How to Lose the Opportunity of a Lifetime
Two investors have to give back $100 million because they were afraid to meet the market
After two “no counter” offers last week, I'm reminded of something I learned in the last cycle:
Don’t chase the market up.
In 2009, a client of ours raised $100 million to buy distressed mortgages. Their timing was amazing, had all the connections and great deal flow.
These were two die hard mortgage guys in the primes of their careers.
And having extricated themselves from the subprime mess unscathed, they raised money from a single institutional player that wanted access to the biggest buying opportunity in a generation.
But they fumbled the ball completely, never deploying a dollar.
Why?
They were too conservative.
If the market bid was $0.60, theirs was $0.55. When the market rose to $0.65, their bid was $0.60.
Behind the scenes, our scrappy little team was furiously valuing properties on their loan tapes, feeding them the best information we could - including that the market was recovering, that capital was coming back in and the “easy” trade was over.

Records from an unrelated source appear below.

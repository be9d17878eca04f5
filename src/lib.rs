//! # newsdesk
//!
//! A small local web service that relays prompts to hosted text-generation
//! APIs and streams the answers back to a browser as newline-delimited JSON.
//!
//! ## Layout
//!
//! - [`server`], [`http`], [`router`], [`context`]: the async HTTP/1.1 server.
//! - [`llm`]: one adapter per upstream provider, each producing a fragment stream.
//! - [`relay`]: drives adapters and writes the `prompt|query → chunk* → error? → end`
//!   event sequence.
//! - [`settings`]: the prompt-template document and its on-disk store.
//! - [`app`]: the routes, shared state and static files.
//!
//! ## Quick Start
//!
//! ```rust,no_run
//! use std::sync::Arc;
//!
//! use newsdesk::app::{self, AppState, Providers};
//! use newsdesk::settings::SettingsStore;
//! use newsdesk::Server;
//!
//! #[tokio::main]
//! async fn main() -> Result<(), Box<dyn std::error::Error>> {
//!     let settings = SettingsStore::load("settings.toml").await;
//!     let providers = Providers::standard(reqwest::Client::new());
//!     let state = Arc::new(AppState::new(settings, providers, "static"));
//!
//!     let server = Server::bind("127.0.0.1:8080").await?;
//!     server.serve(app::router(state)).await?;
//!     Ok(())
//! }
//! ```

pub mod app;
pub mod config;
pub mod context;
pub mod http;
pub mod llm;
pub mod relay;
pub mod router;
pub mod server;
pub mod settings;

pub use context::Context;
pub use http::{Headers, Method, Request, Response, StatusCode};
pub use router::Router;
pub use server::{Server, ServerError};
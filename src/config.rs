//! Process configuration read from the environment.

use std::path::PathBuf;

pub const DEFAULT_ADDR: &str = "127.0.0.1:8080";
pub const DEFAULT_STATIC_DIR: &str = "static";
pub const DEFAULT_SETTINGS_PATH: &str = "settings.toml";
pub const DEFAULT_BROWSER: &str = "google-chrome";

/// Where to listen and where the service's files live.
#[derive(Debug, Clone, PartialEq, Eq)]
pub struct AppConfig {
    /// `NEWSDESK_ADDR`
    pub addr: String,
    /// `NEWSDESK_STATIC_DIR`
    pub static_dir: PathBuf,
    /// `NEWSDESK_SETTINGS`
    pub settings_path: PathBuf,
    /// `NEWSDESK_BROWSER`; an empty value disables the launch.
    pub browser: Option<String>,
}

impl Default for AppConfig {
    fn default() -> Self {
        Self {
            addr: DEFAULT_ADDR.to_owned(),
            static_dir: PathBuf::from(DEFAULT_STATIC_DIR),
            settings_path: PathBuf::from(DEFAULT_SETTINGS_PATH),
            browser: Some(DEFAULT_BROWSER.to_owned()),
        }
    }
}

impl AppConfig {
    /// Overlay the `NEWSDESK_*` variables onto the defaults.
    pub fn from_env() -> Self {
        Self::from_lookup(|key| std::env::var(key).ok())
    }

    /// Like [`AppConfig::from_env`], reading variables through `lookup`.
    pub fn from_lookup(lookup: impl Fn(&str) -> Option<String>) -> Self {
        let defaults = Self::default();
        Self {
            addr: lookup("NEWSDESK_ADDR").unwrap_or(defaults.addr),
            static_dir: lookup("NEWSDESK_STATIC_DIR")
                .map(PathBuf::from)
                .unwrap_or(defaults.static_dir),
            settings_path: lookup("NEWSDESK_SETTINGS")
                .map(PathBuf::from)
                .unwrap_or(defaults.settings_path),
            browser: match lookup("NEWSDESK_BROWSER") {
                Some(cmd) if cmd.trim().is_empty() => None,
                Some(cmd) => Some(cmd),
                None => defaults.browser,
            },
        }
    }

    /// The URL a browser should open.
    pub fn url(&self) -> String {
        format!("http://{}", self.addr)
    }
}

#[cfg(test)]
mod tests {
    use super::*;
    use std::collections::HashMap;

    fn config(vars: &[(&str, &str)]) -> AppConfig {
        let vars: HashMap<String, String> = vars
            .iter()
            .map(|(k, v)| (k.to_string(), v.to_string()))
            .collect();
        AppConfig::from_lookup(|key| vars.get(key).cloned())
    }

    #[test]
    fn defaults_without_variables() {
        assert_eq!(config(&[]), AppConfig::default());
        assert_eq!(AppConfig::default().url(), "http://127.0.0.1:8080");
    }

    #[test]
    fn variables_override_defaults() {
        let cfg = config(&[
            ("NEWSDESK_ADDR", "0.0.0.0:9000"),
            ("NEWSDESK_STATIC_DIR", "/srv/ui"),
            ("NEWSDESK_SETTINGS", "/etc/newsdesk.toml"),
            ("NEWSDESK_BROWSER", "firefox"),
        ]);
        assert_eq!(cfg.addr, "0.0.0.0:9000");
        assert_eq!(cfg.static_dir, PathBuf::from("/srv/ui"));
        assert_eq!(cfg.settings_path, PathBuf::from("/etc/newsdesk.toml"));
        assert_eq!(cfg.browser.as_deref(), Some("firefox"));
    }

    #[test]
    fn empty_browser_disables_launch() {
        assert_eq!(config(&[("NEWSDESK_BROWSER", "")]).browser, None);
    }
}
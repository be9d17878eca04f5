//! Static files for the browser UI.

use std::path::{Component, Path, PathBuf};

use tracing::{debug, warn};

use crate::{Method, Response, StatusCode};

/// Map a request path onto a file under `root`.
///
/// Returns `None` for anything that could step outside `root`.
pub fn resolve(root: &Path, request_path: &str) -> Option<PathBuf> {
    let relative = request_path.trim_start_matches('/');
    let relative = if relative.is_empty() || relative.ends_with('/') {
        format!("{relative}index.html")
    } else {
        relative.to_owned()
    };

    let relative = Path::new(&relative);
    if !relative
        .components()
        .all(|c| matches!(c, Component::Normal(_)))
    {
        return None;
    }
    Some(root.join(relative))
}

/// `Content-Type` for a file, by extension.
pub fn content_type(path: &Path) -> &'static str {
    match path.extension().and_then(|e| e.to_str()) {
        Some("html") | Some("htm") => "text/html; charset=utf-8",
        Some("js") | Some("mjs") => "text/javascript; charset=utf-8",
        Some("css") => "text/css; charset=utf-8",
        Some("json") => "application/json",
        Some("svg") => "image/svg+xml",
        Some("png") => "image/png",
        Some("ico") => "image/x-icon",
        Some("txt") | Some("md") => "text/plain; charset=utf-8",
        _ => "application/octet-stream",
    }
}

/// Serve `request_path` from `root`.
pub async fn serve(root: &Path, method: &Method, request_path: &str) -> Response {
    if *method != Method::Get {
        return Response::text(StatusCode::MethodNotAllowed, "method not allowed").header("Allow", "GET");
    }
    let Some(file) = resolve(root, request_path) else {
        debug!(path = request_path, "rejected static path");
        return Response::text(StatusCode::NotFound, "not found");
    };

    match tokio::fs::read(&file).await {
        Ok(bytes) => Response::new(StatusCode::Ok)
            .header("Content-Type", content_type(&file))
            .body_bytes(bytes),
        Err(e) if e.kind() == std::io::ErrorKind::NotFound => {
            Response::text(StatusCode::NotFound, "not found")
        }
        // Reading a directory fails with a platform-specific kind.
        Err(e) if file.is_dir() => {
            debug!(path = %file.display(), error = %e, "directory without trailing slash");
            Response::text(StatusCode::NotFound, "not found")
        }
        Err(e) => {
            warn!(path = %file.display(), error = %e, "failed to read static file");
            Response::text(StatusCode::InternalServerError, "error reading file")
        }
    }
}
//! The relay driver: turns input items into an ordered event stream.
//!
//! Each item runs through `Start → Streaming → (Done | Failed) → Closed`:
//!
//! ```text
//! prompt|query   once, before the adapter is called
//! chunk          once per fragment
//! error          at most once; no chunk follows it
//! end            always, whatever happened above
//! ```
//!
//! Items of a batch are relayed strictly in order, and a failed item never
//! stops the ones after it. Only a failed write to the client ends the run
//! early; that error is returned to the caller.

use futures::StreamExt;
use tokio::io::AsyncWrite;
use tracing::{debug, info, warn};

use crate::llm::Provider;

pub mod event;

pub use event::{Event, EventEncoder, decode_lines};

/// Heading sent before the single-prompt relay starts.
pub const GENERATING_NOTICE: &str = "Generating summaries…";

const PREVIEW_CHARS: usize = 60;

/// Which heading event opens each item of a batch.
#[derive(Debug, Clone, Copy, PartialEq, Eq)]
pub enum Heading {
    Prompt,
    Query,
}

impl Heading {
    fn event(self, content: &str) -> Event {
        let content = content.to_owned();
        match self {
            Self::Prompt => Event::Prompt { content },
            Self::Query => Event::Query { content },
        }
    }
}

/// How an item's relay ended.
#[derive(Debug, Clone, Copy, PartialEq, Eq)]
pub enum Outcome {
    /// The adapter ran to the end of its stream.
    Done { fragments: usize },
    /// The adapter failed; `fragments` were relayed before the failure.
    Failed { fragments: usize },
}

/// Relay one prompt to `provider`, opening with [`GENERATING_NOTICE`].
pub async fn relay_single<W>(
    encoder: &mut EventEncoder<W>,
    provider: &dyn Provider,
    prompt: &str,
) -> std::io::Result<Outcome>
where
    W: AsyncWrite + Unpin,
{
    let heading = Event::Prompt {
        content: GENERATING_NOTICE.to_owned(),
    };
    relay_item(encoder, provider, heading, prompt).await
}

/// Relay every item of `items` in order, each opened by its own heading.
pub async fn relay_batch<W>(
    encoder: &mut EventEncoder<W>,
    provider: &dyn Provider,
    heading: Heading,
    items: &[String],
) -> std::io::Result<Vec<Outcome>>
where
    W: AsyncWrite + Unpin,
{
    let mut outcomes = Vec::with_capacity(items.len());
    for item in items {
        let outcome = relay_item(encoder, provider, heading.event(item), item).await?;
        outcomes.push(outcome);
    }
    Ok(outcomes)
}

async fn relay_item<W>(
    encoder: &mut EventEncoder<W>,
    provider: &dyn Provider,
    heading: Event,
    input: &str,
) -> std::io::Result<Outcome>
where
    W: AsyncWrite + Unpin,
{
    let name = provider.name();
    encoder.send(&heading).await?;

    let outcome = match provider.stream(input).await {
        Ok(mut fragments) => {
            let mut count = 0;
            loop {
                match fragments.next().await {
                    Some(Ok(fragment)) => {
                        debug!(
                            provider = name,
                            len = fragment.text.chars().count(),
                            preview = %preview(&fragment.text),
                            "streamed chunk"
                        );
                        encoder.send(&Event::Chunk { content: fragment.text }).await?;
                        count += 1;
                    }
                    Some(Err(e)) => {
                        warn!(provider = name, error = %e, fragments = count, "stream failed");
                        encoder.send(&Event::error(e.to_string())).await?;
                        break Outcome::Failed { fragments: count };
                    }
                    None => break Outcome::Done { fragments: count },
                }
            }
        }
        Err(e) => {
            warn!(provider = name, error = %e, "provider call failed");
            encoder.send(&Event::error(e.to_string())).await?;
            Outcome::Failed { fragments: 0 }
        }
    };

    encoder.send(&Event::End).await?;
    if let Outcome::Done { fragments } = outcome {
        info!(provider = name, fragments, "item relayed");
    }
    Ok(outcome)
}

fn preview(text: &str) -> String {
    let mut chars = text.chars();
    let head: String = chars.by_ref().take(PREVIEW_CHARS).collect();
    if chars.next().is_some() {
        format!("{head}…")
    } else {
        head
    }
}
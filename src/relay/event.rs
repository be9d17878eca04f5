//! Client-facing events and their newline-delimited JSON encoding.

use serde::{Deserialize, Serialize};
use tokio::io::{AsyncWrite, AsyncWriteExt};

/// One record of the relay stream.
///
/// Serializes as `{"type":"chunk","content":"..."}`; `End` has no content.
#[derive(Debug, Clone, PartialEq, Eq, Serialize, Deserialize)]
#[serde(tag = "type", rename_all = "lowercase")]
pub enum Event {
    Prompt { content: String },
    Query { content: String },
    Chunk { content: String },
    Error { content: String },
    End,
}

impl Event {
    pub fn chunk(content: impl Into<String>) -> Self {
        Self::Chunk {
            content: content.into(),
        }
    }

    pub fn error(content: impl Into<String>) -> Self {
        Self::Error {
            content: content.into(),
        }
    }
}

/// Writes events as JSON lines, flushing after every line.
pub struct EventEncoder<W> {
    out: W,
    line: Vec<u8>,
}

impl<W> EventEncoder<W>
where
    W: AsyncWrite + Unpin,
{
    pub fn new(out: W) -> Self {
        Self {
            out,
            line: Vec::with_capacity(256),
        }
    }

    /// Encode `event` as one line and push it to the transport immediately.
    pub async fn send(&mut self, event: &Event) -> std::io::Result<()> {
        self.line.clear();
        serde_json::to_writer(&mut self.line, event)?;
        self.line.push(b'\n');
        self.out.write_all(&self.line).await?;
        self.out.flush().await
    }

    pub fn into_inner(self) -> W {
        self.out
    }
}

/// Parse an NDJSON body back into events, skipping blank lines.
pub fn decode_lines(body: &str) -> Result<Vec<Event>, serde_json::Error> {
    body.lines()
        .filter(|line| !line.trim().is_empty())
        .map(serde_json::from_str)
        .collect()
}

But they stuck to their guns, bidding low.
They chased the market all the way into 2011 before their capital pulled the plug and demanded they return the money.
And they missed what turned out to be the opportunity of their careers.
The lesson here is that if you have conviction, if you know in your bones you have a can’t miss opportunity, don’t get too cute about the buy.
If you're right, you'll never miss those few points.
Commercial real estate people like to say you make your money on the buy. And that could be true.
But if you never buy, there won’t be any money to make.